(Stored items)
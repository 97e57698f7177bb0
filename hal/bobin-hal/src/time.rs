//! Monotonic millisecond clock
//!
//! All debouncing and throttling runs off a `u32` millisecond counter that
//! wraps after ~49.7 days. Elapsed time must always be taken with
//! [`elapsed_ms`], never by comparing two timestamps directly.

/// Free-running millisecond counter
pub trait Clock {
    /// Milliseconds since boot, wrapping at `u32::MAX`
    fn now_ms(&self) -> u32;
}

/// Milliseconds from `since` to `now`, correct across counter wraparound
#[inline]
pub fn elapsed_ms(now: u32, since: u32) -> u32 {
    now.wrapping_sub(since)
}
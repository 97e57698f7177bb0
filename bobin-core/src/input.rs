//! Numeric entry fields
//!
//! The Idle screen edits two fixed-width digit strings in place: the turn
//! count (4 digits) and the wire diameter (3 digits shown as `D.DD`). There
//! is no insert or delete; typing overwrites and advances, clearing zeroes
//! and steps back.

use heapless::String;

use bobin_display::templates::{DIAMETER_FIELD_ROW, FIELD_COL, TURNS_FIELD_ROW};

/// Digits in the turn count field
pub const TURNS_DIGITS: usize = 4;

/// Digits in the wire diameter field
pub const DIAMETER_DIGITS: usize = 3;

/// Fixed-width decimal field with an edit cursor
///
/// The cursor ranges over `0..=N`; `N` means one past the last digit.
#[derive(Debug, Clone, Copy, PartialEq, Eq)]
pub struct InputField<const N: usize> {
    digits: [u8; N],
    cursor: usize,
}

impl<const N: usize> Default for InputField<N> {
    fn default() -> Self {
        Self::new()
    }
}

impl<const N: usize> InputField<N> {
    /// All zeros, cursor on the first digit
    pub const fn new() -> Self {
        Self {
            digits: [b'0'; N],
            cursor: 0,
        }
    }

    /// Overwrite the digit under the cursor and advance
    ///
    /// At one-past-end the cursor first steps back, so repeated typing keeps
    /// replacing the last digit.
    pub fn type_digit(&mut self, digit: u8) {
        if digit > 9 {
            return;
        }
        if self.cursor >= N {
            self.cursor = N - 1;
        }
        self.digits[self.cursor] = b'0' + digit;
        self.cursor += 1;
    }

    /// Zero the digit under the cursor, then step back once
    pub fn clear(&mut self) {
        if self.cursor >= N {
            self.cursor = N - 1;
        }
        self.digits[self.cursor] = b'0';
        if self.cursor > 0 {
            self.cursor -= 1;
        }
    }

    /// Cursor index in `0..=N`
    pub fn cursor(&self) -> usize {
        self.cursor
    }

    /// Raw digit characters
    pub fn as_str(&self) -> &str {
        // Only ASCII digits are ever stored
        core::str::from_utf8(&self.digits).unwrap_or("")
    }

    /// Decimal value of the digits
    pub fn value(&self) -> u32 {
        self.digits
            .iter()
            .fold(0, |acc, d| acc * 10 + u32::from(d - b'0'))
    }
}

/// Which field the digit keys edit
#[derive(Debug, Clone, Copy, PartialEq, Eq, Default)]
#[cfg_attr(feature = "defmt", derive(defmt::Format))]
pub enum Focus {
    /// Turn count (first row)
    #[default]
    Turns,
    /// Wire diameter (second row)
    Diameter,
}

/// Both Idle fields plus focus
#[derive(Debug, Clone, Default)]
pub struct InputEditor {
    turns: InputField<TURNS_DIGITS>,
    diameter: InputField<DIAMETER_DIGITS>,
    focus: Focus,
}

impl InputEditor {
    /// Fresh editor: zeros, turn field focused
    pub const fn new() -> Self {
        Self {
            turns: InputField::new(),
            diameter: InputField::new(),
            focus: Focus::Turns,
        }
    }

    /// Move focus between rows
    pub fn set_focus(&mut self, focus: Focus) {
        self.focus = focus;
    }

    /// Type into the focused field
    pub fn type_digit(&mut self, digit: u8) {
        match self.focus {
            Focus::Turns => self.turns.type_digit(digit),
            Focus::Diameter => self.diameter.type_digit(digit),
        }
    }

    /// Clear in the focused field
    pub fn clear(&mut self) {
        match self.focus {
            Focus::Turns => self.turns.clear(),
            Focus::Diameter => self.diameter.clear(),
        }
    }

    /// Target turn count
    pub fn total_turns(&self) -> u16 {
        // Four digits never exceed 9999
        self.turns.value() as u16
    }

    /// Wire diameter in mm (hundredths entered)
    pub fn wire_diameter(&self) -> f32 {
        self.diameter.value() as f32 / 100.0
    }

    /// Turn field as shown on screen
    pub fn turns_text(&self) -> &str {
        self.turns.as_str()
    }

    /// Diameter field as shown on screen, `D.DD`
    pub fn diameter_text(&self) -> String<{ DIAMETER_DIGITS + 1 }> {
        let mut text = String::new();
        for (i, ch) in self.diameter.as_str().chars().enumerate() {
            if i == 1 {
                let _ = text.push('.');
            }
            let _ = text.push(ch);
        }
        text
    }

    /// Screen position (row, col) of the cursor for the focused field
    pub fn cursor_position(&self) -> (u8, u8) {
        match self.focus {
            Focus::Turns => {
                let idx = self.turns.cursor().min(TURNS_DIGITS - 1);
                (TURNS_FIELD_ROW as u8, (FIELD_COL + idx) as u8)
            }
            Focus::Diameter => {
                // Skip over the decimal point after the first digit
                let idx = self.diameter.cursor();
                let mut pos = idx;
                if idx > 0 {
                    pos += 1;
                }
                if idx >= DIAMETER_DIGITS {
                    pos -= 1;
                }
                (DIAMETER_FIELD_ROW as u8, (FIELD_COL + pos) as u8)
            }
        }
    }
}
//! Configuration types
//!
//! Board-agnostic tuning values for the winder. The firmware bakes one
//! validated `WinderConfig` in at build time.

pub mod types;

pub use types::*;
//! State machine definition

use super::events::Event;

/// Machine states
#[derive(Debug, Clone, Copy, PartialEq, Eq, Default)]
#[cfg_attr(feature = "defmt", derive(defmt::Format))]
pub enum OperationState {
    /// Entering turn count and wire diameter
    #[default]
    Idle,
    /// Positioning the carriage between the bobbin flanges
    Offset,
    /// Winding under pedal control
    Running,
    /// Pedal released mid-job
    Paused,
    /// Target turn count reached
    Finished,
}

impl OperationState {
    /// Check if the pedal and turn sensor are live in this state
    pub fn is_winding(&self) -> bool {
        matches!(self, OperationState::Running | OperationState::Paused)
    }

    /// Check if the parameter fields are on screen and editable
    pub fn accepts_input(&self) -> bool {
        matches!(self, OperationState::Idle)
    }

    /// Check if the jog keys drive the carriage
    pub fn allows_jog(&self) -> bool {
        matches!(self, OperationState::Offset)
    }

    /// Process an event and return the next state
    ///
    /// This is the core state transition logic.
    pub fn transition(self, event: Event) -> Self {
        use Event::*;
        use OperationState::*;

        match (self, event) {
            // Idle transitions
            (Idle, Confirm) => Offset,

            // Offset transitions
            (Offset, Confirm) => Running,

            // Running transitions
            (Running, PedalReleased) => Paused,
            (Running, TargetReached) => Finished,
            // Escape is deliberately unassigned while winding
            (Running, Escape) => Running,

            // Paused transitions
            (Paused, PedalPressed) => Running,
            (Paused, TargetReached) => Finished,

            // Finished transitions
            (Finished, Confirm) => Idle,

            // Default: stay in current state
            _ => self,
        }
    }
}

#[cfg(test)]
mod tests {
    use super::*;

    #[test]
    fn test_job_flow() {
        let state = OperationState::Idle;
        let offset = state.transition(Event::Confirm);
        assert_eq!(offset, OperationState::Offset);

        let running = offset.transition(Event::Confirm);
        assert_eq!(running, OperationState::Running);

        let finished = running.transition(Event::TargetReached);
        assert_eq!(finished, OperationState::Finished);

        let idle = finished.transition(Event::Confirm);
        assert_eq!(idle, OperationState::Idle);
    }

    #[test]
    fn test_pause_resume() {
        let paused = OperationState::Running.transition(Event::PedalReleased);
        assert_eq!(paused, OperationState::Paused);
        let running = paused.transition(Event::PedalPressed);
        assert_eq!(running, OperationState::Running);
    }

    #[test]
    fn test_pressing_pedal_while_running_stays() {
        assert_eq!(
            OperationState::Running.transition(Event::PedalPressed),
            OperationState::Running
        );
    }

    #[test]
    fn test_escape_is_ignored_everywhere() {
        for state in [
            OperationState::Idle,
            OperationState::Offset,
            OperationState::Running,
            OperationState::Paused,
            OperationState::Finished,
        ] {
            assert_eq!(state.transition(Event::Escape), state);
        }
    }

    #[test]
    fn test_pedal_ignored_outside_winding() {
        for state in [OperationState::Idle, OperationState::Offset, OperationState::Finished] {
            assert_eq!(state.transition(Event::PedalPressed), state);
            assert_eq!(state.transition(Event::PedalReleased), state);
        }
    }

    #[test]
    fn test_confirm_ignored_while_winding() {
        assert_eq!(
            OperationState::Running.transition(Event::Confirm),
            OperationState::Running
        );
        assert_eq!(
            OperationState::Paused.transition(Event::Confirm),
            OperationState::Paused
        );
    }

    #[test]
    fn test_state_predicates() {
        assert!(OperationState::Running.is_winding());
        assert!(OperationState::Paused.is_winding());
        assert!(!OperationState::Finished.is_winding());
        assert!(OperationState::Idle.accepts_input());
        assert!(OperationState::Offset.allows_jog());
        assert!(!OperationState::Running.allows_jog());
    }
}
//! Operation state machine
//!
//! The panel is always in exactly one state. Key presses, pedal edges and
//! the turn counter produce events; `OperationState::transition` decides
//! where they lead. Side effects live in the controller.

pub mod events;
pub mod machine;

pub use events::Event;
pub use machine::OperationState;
* * *
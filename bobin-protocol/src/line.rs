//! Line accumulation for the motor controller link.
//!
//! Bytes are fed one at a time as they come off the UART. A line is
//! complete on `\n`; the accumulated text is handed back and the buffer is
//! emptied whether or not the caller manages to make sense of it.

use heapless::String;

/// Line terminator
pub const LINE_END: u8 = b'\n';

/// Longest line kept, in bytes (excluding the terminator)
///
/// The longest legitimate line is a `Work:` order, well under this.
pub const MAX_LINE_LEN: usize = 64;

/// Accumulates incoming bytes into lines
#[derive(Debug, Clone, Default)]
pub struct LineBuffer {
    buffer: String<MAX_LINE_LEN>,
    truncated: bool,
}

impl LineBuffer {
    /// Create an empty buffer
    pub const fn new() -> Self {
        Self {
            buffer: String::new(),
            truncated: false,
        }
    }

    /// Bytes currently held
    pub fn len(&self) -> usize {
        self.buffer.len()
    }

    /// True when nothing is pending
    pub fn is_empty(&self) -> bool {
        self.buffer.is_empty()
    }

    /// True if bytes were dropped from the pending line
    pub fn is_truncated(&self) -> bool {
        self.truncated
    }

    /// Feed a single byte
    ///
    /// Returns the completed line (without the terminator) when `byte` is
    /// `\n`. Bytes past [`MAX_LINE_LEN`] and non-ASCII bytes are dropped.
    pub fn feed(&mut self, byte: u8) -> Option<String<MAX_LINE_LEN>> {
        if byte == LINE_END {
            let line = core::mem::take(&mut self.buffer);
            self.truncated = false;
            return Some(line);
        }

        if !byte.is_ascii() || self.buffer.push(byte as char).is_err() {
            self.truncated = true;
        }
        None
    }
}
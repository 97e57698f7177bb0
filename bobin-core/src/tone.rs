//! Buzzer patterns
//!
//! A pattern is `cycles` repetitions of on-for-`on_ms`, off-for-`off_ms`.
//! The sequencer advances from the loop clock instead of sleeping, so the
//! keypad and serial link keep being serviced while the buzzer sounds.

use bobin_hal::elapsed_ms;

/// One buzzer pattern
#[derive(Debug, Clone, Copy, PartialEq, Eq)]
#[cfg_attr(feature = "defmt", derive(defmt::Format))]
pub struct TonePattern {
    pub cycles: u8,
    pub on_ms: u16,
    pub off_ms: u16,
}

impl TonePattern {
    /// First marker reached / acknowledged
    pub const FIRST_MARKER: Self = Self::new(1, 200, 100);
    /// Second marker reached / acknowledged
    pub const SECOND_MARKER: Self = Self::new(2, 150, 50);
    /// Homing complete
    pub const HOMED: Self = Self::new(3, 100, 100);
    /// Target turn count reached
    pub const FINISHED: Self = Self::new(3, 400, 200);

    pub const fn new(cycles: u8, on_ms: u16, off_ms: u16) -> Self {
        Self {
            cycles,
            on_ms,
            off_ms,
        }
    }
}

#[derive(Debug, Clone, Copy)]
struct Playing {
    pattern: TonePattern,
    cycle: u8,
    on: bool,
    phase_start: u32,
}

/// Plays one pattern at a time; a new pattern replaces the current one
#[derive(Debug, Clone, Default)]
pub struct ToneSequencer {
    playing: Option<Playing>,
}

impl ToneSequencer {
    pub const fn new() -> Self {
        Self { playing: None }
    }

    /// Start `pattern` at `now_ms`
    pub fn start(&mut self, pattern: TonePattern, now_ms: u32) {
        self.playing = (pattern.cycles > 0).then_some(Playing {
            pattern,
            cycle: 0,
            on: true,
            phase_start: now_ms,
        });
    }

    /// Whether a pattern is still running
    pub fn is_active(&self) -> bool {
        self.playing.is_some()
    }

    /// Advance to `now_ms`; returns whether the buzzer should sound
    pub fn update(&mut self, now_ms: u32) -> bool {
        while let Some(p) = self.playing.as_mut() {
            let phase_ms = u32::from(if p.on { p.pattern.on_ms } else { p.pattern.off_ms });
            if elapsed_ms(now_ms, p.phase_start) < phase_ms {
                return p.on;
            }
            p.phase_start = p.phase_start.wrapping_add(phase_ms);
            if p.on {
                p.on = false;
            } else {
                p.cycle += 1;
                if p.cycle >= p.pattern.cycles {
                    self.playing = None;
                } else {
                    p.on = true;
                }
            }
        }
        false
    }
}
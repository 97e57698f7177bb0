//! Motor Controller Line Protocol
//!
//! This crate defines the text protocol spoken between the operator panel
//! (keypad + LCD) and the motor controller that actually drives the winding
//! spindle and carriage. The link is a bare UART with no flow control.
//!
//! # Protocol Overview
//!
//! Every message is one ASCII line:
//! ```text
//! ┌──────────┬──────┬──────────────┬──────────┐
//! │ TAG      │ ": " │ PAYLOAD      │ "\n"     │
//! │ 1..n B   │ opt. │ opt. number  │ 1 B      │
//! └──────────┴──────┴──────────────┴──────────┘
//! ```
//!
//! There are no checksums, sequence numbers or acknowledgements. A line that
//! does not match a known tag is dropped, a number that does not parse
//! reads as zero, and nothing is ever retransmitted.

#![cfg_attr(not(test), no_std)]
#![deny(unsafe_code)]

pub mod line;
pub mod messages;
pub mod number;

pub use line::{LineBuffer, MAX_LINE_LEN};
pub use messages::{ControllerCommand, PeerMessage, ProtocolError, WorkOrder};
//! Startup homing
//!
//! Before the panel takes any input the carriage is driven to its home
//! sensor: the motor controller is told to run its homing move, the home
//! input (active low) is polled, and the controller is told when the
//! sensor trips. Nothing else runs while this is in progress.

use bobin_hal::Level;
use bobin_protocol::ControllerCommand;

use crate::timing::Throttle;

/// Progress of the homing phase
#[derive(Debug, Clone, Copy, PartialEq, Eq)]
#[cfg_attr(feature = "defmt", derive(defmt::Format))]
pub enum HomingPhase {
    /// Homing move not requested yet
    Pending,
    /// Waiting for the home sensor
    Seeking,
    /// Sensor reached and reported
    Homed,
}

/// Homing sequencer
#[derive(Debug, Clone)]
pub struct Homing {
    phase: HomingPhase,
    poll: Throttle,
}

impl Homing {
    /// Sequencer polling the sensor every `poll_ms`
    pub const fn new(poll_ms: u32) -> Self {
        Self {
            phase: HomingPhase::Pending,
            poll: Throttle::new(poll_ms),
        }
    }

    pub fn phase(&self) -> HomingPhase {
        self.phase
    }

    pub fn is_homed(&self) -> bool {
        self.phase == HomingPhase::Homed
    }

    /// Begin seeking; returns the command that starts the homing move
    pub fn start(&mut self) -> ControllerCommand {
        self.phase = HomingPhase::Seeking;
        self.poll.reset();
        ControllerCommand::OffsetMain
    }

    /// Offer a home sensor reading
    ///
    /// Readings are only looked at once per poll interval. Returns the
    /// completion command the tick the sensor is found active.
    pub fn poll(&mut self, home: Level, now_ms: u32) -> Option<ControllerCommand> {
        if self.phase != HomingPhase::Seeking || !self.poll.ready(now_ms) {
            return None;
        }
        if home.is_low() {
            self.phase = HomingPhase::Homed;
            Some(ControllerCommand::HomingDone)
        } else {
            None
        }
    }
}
* * *
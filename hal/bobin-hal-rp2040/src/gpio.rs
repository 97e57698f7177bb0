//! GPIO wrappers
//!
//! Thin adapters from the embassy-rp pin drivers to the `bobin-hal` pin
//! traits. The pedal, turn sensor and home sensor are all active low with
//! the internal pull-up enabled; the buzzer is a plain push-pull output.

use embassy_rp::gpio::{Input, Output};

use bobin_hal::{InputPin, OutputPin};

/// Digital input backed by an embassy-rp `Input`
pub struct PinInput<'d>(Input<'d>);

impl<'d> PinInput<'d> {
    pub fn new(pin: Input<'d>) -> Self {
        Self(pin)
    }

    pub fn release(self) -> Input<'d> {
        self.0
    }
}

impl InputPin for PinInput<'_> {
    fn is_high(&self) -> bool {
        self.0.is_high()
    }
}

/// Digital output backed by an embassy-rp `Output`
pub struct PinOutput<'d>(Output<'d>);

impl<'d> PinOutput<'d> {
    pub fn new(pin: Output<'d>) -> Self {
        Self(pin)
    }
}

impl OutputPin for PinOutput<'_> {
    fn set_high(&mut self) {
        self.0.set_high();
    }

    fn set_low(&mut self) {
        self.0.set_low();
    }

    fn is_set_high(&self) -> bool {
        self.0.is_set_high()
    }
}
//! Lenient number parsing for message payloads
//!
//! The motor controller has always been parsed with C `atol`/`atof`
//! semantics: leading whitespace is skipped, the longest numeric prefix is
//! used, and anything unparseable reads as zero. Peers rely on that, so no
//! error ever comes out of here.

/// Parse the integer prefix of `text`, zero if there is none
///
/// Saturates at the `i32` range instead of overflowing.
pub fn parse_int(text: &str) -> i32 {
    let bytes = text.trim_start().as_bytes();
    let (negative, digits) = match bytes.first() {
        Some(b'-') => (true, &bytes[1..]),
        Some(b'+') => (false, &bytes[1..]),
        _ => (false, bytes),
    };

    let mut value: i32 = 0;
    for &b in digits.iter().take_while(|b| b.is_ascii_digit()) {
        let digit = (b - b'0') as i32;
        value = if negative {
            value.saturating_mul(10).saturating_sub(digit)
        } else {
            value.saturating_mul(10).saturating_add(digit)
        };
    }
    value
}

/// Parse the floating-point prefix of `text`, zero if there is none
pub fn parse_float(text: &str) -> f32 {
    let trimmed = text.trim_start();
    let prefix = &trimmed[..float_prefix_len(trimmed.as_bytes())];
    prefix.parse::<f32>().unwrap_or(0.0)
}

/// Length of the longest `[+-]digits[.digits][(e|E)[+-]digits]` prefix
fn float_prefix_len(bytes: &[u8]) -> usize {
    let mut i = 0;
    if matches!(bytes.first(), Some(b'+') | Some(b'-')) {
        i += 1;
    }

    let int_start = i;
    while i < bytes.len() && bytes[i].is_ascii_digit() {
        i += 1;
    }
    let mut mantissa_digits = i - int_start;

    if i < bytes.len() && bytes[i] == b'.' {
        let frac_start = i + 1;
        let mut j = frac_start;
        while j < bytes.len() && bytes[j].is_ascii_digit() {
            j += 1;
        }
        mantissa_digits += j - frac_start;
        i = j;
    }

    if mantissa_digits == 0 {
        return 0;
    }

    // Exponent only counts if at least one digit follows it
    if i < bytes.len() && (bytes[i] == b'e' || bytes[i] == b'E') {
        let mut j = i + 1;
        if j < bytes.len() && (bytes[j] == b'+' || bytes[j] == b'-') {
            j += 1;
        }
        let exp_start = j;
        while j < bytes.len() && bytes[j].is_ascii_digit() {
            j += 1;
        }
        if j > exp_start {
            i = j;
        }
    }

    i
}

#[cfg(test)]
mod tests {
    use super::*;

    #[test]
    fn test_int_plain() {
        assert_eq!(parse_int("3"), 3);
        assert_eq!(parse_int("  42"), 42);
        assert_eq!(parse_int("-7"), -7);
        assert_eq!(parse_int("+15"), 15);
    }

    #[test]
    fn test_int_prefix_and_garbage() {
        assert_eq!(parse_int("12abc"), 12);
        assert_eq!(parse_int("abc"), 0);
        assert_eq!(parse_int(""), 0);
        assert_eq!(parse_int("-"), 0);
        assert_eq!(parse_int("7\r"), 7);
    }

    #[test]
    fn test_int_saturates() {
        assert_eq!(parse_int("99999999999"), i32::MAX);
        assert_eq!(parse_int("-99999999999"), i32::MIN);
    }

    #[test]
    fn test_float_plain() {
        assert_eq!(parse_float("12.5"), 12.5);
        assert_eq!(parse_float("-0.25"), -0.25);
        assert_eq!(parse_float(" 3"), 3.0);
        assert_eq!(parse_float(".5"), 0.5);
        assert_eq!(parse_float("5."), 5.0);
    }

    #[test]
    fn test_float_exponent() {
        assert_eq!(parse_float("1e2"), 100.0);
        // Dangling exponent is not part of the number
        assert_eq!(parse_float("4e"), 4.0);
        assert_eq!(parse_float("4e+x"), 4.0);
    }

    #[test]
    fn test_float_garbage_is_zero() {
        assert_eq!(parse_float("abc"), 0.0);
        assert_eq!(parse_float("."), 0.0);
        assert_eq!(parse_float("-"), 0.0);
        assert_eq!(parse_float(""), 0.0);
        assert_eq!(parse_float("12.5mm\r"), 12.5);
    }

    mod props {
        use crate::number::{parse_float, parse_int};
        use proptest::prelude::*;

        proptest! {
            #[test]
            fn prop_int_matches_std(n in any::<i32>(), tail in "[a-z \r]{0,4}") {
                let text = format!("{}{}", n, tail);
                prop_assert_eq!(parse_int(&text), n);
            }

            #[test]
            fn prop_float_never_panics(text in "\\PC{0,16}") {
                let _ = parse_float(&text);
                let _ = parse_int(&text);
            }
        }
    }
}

» **PROBLEM DESCRIPTION**
Scan the entries above for the word "Throttle" and collect each line holding it.

» **RESULT**
use crate::timing::Throttle;
    poll: Throttle,
            poll: Throttle::new(poll_ms),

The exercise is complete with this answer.